Yeah, that's one of the things that is under negotiation. Home health care aides are pushing for an increase in Medicaid, an increase in the rate and Medicaid reimbursements. The hospitals are pushing for the same thing and nursing homes are pushing for the same thing but all of that costs a considerable amount of money. The state spends, again, $30 billion on Medicaid, just like they do on education, and it makes up a huge chunk of the state budget. One thing that lawmakers are pushing is this tax on health plans. The idea would be you tax them, you put that money into the Medicaid system, and then the federal government matches it. Budget watchers say, ‘Well, maybe that'll work.’ It worked in California but the federal government has warned that they might change that formula in the future because it doesn't really go with the spirit of the law. So, there are some budget watchers who think they might be playing with fire if that's the case. That maybe they get it initially, but then the federal government disallows it in future years and then you're right back to trying to figure out how to pay for it. But that's all being negotiated as we speak.
So, Jon, one of the items that didn't make it out of the legislature last year, although the governor has included some of its language in her proposal, is what we call the New York HEAT Act. That's legislation related to the electrification of homes and moving new buildings off of fossil fuels. What's the status with negotiations there?
Well, the Senate passed that in recent weeks, just as they did last year. The big thing that would do is get rid of what's known as the 100-foot rule. Basically, there's a rule right now that says if you're within 100 feet of a natural gas main and you want natural gas hookups in your house, the utility has to provide that to you free-of-charge and the cost gets distributed among all utility ratepayers. So, getting rid of that rule would kind of move the state more toward its goal of bringing more and more renewable energy into the fold. And it's been pushed by environmental groups for years now to try to make that happen. The state has its own climate goals that are very ambitious and, right now, they perhaps aren't on track to hit them. So, they need things like this in order to hit the goals. The governor surprised some people in January when she kind of included the bulk of that in her budget proposal, but the Assembly hasn't at least publicly got on board yet. They did not pass it when the Senate passed it last year. They have not passed a version of that bill yet. It has been involved in some level of budget negotiations, but whether it makes it into the final budget remains to be seen. That said, if it doesn't, it still could come up before lawmakers in their legislative session in June.

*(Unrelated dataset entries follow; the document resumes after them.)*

#[test]
fn union_typed_parameters_are_serialized() {
    let bindings = bindings();
    let sent = std::cell::RefCell::new(String::new());
    let transport = |body: &str| -> Result<Value, TransportError> {
        *sent.borrow_mut() = body.to_string();
        Ok(json!({"succeeded": true, "result": {"properties": [
            {"propertyId": {"guid": "7E9A3A4C-1C6D-4C71-9F0F-9B0E0A6D5C11"}}
        ]}}))
    };
    let facade = CommandFacade::new(transport, Arc::clone(&bindings));
    let utilities = Utilities::new(&facade);
    let user_id = utilities.builtin_property_user_id("General_ElementID").unwrap();

    let reply = facade
        .call(
            "GetPropertyIds",
            Args::new().named("properties", json!([{"propertyUserId": user_id.to_dict()}])),
        )
        .unwrap();

    let sent: Value = serde_json::from_str(&sent.borrow()).unwrap();
    assert_eq!(
        sent,
        json!({"command": "API.GetPropertyIds", "parameters": {"properties": [
            {"propertyUserId": {"type": "BuiltIn", "nonLocalizedName": "General_ElementID"}}
        ]}})
    );

    let Reply::Value(FieldValue::List(items)) = reply else {
        panic!("expected a list");
    };
    let item = items[0].as_instance().unwrap();
    assert_eq!(
        item.path(&["propertyId", "guid"]).and_then(FieldValue::as_str),
        Some("7E9A3A4C-1C6D-4C71-9F0F-9B0E0A6D5C11")
    );
}

#[test]
fn utilities_over_facade() {
    let transport = |body: &str| -> Result<Value, TransportError> {
        let request: Value = serde_json::from_str(body).unwrap();
        Ok(match request["command"].as_str() {
            Some("API.IsAlive") => json!({"succeeded": true, "result": {"isAlive": true}}),
            _ => json!({"succeeded": true, "result": {
                "version": 27, "buildNumber": 3001, "languageCode": "GER"
            }}),
        })
    };
    let facade = CommandFacade::new(transport, bindings());
    let utilities = Utilities::new(&facade);
    assert!(utilities.is_alive().unwrap());
    let info = utilities.product_info().unwrap();
    assert_eq!((info.version, info.build_number), (27, 3001));
    assert_eq!(info.language_code, "GER");

    let user = utilities
        .user_defined_property_user_id("Group", "Name")
        .unwrap();
    assert_eq!(
        user.to_dict(),
        json!({"type": "UserDefined", "localizedName": ["Group", "Name"]})
    );
}

#[test]
fn every_class_round_trips_through_binding_files() {
    let dir = TempDir::new().unwrap();
    let layout = ReleaseLayout::new(dir.path());
    let version = Version::new(27, 3001);
    let catalog = catalog();
    layout.write(version, &catalog).unwrap();

    let set = layout.load(version).unwrap();
    assert_eq!(set.bindings.catalog().classes, catalog.classes);
    assert_eq!(set.bindings.catalog().commands, catalog.commands);
    let dict = json!({"x": 1.5, "y": -2.0});
    let point = set.bindings.from_dict("Point2D", &dict).unwrap();
    assert_eq!(point.to_dict(), dict);
}

/// A small catalog whose `Note` is looser than the fixture one and whose
/// `Marker` class and `Ping` command exist nowhere else.
fn marker_catalog() -> Catalog {
    let documents = vec![
        Document::new(
            "Types",
            json!({"definitions": {
                "Note": {
                    "type": "object",
                    "properties": {"text": {"type": "string", "maxLength": 10}},
                    "required": ["text"]
                },
                "Marker": {
                    "type": "object",
                    "properties": {"label": {"type": "string"}},
                    "required": ["label"]
                }
            }}),
        ),
        Document::new(
            "Ping",
            json!({"definitions": {
                "command_parameters": {
                    "type": "object",
                    "properties": {"marker": {"$ref": "#/definitions/Marker"}},
                    "required": ["marker"]
                },
                "response_parameters": {"type": "object", "properties": {}}
            }}),
        ),
    ];
    build_catalog(&parse_documents(&documents).unwrap()).unwrap()
}

#[test]
fn binding_sets_coexist_under_their_own_namespaces() {
    let dir = TempDir::new().unwrap();
    let layout = ReleaseLayout::new(dir.path());
    layout.write(Version::new(26, 1610), &catalog()).unwrap();
    layout
        .write_with_namespace(Version::new(27, 2305), &marker_catalog(), "Legacy")
        .unwrap();
    layout
        .write_with_namespace(Version::new(28, 3001), &catalog(), "Next")
        .unwrap();

    let full = layout.load(Version::new(26, 1700)).unwrap();
    let marker = layout.load(Version::new(27, 2400)).unwrap();
    let next = layout.load(Version::new(28, 3001)).unwrap();
    assert_eq!(marker.manifest.command_namespace, "Legacy");

    let ok = || json!({"succeeded": true, "result": {}});
    let full_facade = CommandFacade::new(replying(ok()), Arc::clone(&full.bindings));
    let marker_facade = CommandFacade::new(replying(ok()), Arc::clone(&marker.bindings));
    let next_facade = CommandFacade::new(replying(ok()), Arc::clone(&next.bindings));

    // Each facade sends its own namespace.
    assert_eq!(
        full_facade.request("IsAlive", Args::new()).unwrap(),
        r#"{"command":"API.IsAlive"}"#
    );
    assert_eq!(
        next_facade.request("IsAlive", Args::new()).unwrap(),
        r#"{"command":"Next.IsAlive"}"#
    );
    assert_eq!(
        marker_facade
            .request("Ping", Args::new().named("marker", json!({"label": "m"})))
            .unwrap(),
        r#"{"command":"Legacy.Ping","parameters":{"marker":{"label":"m"}}}"#
    );

    // Classes and commands of one set are unknown to the others.
    assert!(matches!(
        full_facade.bindings().construct("Marker", Args::new().arg("m")),
        Err(ConstructionError::UnknownClass { .. })
    ));
    assert!(matches!(
        marker_facade
            .bindings()
            .from_dict("ElementId", &json!({"guid": "260D42E3-AA2E-4DAD-BFFA-F2B5021501CC"})),
        Err(ConstructionError::UnknownClass { .. })
    ));
    assert!(matches!(
        full_facade.request("Ping", Args::new()),
        Err(CommandError::UnknownCommand { .. })
    ));
    assert!(matches!(
        marker_facade.call("GetProductInfo", Args::new()),
        Err(CommandError::UnknownCommand { .. })
    ));

    // A same-named class keeps the rules of the set that built it.
    let mut strict = full.bindings.from_dict("Note", &json!({"text": "ab."})).unwrap();
    let mut loose = marker.bindings.from_dict("Note", &json!({"text": "ab."})).unwrap();
    assert!(strict.set("text", "abcdef").is_err());
    loose.set("text", "abcdef").unwrap();
    assert_eq!(loose.to_dict(), json!({"text": "abcdef"}));
    assert_eq!(strict.to_dict(), json!({"text": "ab."}));

    // An instance from one set is not accepted by another set's fields,
    // even when both sets declare the class.
    let dict = json!({"name": "L1", "type": "LayoutBook"});
    let mut own = full.bindings.from_dict("A", &dict).unwrap();
    let foreign = next.bindings.from_dict("A", &dict).unwrap();
    assert!(matches!(
        own.set_instance("example", foreign),
        Err(ConstructionError::WrongKind { .. })
    ));
    let marker_instance = marker
        .bindings
        .from_dict("Marker", &json!({"label": "m"}))
        .unwrap();
    assert!(own.set_instance("example", marker_instance).is_err());
    let child = full.bindings.from_dict("A", &dict).unwrap();
    own.set_instance("example", child).unwrap();
}

// === Scenario 6: version resolution ===

fn release_layout() -> (TempDir, ReleaseLayout) {
    let dir = TempDir::new().unwrap();
    let layout = ReleaseLayout::new(dir.path());
    let catalog = Catalog::default();
    for release in [24, 25, 26, 27, 30] {
        for build in [1610, 2300, 2305, 2310] {
            layout
                .write(Version::new(release, build), &catalog)
                .unwrap();
        }
    }
    (dir, layout)
}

So, of course, it is a presidential election year, Jon. What's the role politics is playing in New York state budget negotiations?

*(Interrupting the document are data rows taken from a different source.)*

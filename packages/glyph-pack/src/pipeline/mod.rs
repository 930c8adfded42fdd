//! Directory-driven pipeline
//!
//! One run walks `Bootstrapping -> Separating -> Merging -> Packaging -> Done`
//! over a single atlas directory and cache directory. Separation and merge
//! failures are per item: they are logged, recorded in the [`RunReport`] and
//! the run moves on. Bootstrap and packaging failures end the run.
//!
//! Runs are synchronous and must not overlap on the same directories.

pub mod collaborators;
pub mod config;
pub mod orchestrator;
pub mod report;

pub use collaborators::{
    DirResources, LogRegistration, MemoryResources, RecordingSink, RegistrationSink,
    ResourceReader,
};
pub use config::{CacheSeed, DefaultAtlas, PipelineConfig, PipelineConfigBuilder};
pub use orchestrator::{Orchestrator, run};
pub use report::{ItemFailure, RunReport, RunStage};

Well, politics always play some level of role in budget negotiations or anything that happens in Albany because lawmakers are up for election every two years. Certainly, you could argue politics comes into play with the education funding because there's no way that lawmakers would want to go back to their districts in an election year and say that their local districts got less money than they did the year before. That would be fodder for their opponents. Another example is Governor Hochul, since 2022, has really, really tried to paint herself as being tough on crime and, in part, that's because Lee Zeldin, her Republican opponent, used that issue against her in a very effective way in 2022 when Governor Hochul won by only five and a half points. So, she has pushed criminal justice changes in recent years. One that she's pushing this year is a measure that would increase penalties for assaulting a retail worker. That does not look like it's going to get through. The legislature is pretty averse to increasing criminal penalties and that is certainly the case on this as well. But it's another signal that Governor Hochul is trying to paint herself as tough on crime.